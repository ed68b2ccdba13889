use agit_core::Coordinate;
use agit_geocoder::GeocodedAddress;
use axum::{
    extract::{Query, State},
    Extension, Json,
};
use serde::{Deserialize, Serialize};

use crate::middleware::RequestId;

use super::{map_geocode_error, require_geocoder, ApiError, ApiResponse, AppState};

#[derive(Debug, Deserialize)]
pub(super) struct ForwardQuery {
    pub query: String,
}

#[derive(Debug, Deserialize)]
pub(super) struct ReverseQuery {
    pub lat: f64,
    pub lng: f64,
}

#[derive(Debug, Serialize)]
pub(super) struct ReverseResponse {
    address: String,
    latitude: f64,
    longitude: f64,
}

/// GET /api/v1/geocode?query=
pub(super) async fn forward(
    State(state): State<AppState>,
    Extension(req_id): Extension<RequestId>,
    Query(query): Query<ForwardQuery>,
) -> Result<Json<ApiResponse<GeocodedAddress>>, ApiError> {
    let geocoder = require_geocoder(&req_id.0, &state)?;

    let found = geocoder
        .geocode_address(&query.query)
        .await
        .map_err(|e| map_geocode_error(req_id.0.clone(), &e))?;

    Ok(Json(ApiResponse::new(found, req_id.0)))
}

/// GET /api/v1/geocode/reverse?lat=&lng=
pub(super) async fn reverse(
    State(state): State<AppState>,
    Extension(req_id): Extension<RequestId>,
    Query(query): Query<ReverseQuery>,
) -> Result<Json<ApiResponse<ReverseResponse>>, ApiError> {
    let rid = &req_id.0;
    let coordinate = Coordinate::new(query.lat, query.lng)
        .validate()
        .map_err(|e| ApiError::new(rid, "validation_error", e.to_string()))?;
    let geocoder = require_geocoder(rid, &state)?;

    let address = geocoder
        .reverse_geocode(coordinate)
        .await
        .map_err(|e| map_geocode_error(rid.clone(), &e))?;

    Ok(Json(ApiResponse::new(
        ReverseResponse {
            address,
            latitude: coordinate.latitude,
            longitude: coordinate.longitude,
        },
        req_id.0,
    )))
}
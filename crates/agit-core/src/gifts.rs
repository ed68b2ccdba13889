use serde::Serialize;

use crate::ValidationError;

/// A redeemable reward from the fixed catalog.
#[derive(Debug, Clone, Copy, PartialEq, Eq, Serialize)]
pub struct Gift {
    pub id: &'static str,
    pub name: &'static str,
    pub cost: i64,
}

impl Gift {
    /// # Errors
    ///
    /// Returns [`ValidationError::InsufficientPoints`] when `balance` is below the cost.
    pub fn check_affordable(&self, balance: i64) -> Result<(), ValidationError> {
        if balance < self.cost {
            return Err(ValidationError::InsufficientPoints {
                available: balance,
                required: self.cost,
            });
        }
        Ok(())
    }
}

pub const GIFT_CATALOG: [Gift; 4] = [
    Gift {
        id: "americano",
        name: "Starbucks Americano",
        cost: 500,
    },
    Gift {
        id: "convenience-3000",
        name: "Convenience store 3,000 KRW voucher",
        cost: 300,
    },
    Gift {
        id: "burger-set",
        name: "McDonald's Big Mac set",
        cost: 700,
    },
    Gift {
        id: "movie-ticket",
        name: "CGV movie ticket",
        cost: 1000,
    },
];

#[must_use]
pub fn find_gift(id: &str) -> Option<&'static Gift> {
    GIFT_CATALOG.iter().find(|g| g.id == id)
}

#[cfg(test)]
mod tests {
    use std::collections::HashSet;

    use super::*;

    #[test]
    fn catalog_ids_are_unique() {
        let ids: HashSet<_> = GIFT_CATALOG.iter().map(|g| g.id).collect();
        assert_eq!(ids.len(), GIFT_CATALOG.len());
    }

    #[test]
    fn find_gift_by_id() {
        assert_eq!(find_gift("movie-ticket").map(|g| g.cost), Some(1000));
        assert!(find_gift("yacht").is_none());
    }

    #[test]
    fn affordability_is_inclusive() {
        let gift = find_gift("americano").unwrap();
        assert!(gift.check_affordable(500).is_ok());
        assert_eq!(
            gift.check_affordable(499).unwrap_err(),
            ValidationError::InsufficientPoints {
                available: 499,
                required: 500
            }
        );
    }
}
.....
*ABOUT THIS TASK*. Your response should be each line that includes the word "longitude", copied from the records.

*RESPONSE TO THE EXERCISE*.
    longitude: f64,
            longitude: coordinate.longitude,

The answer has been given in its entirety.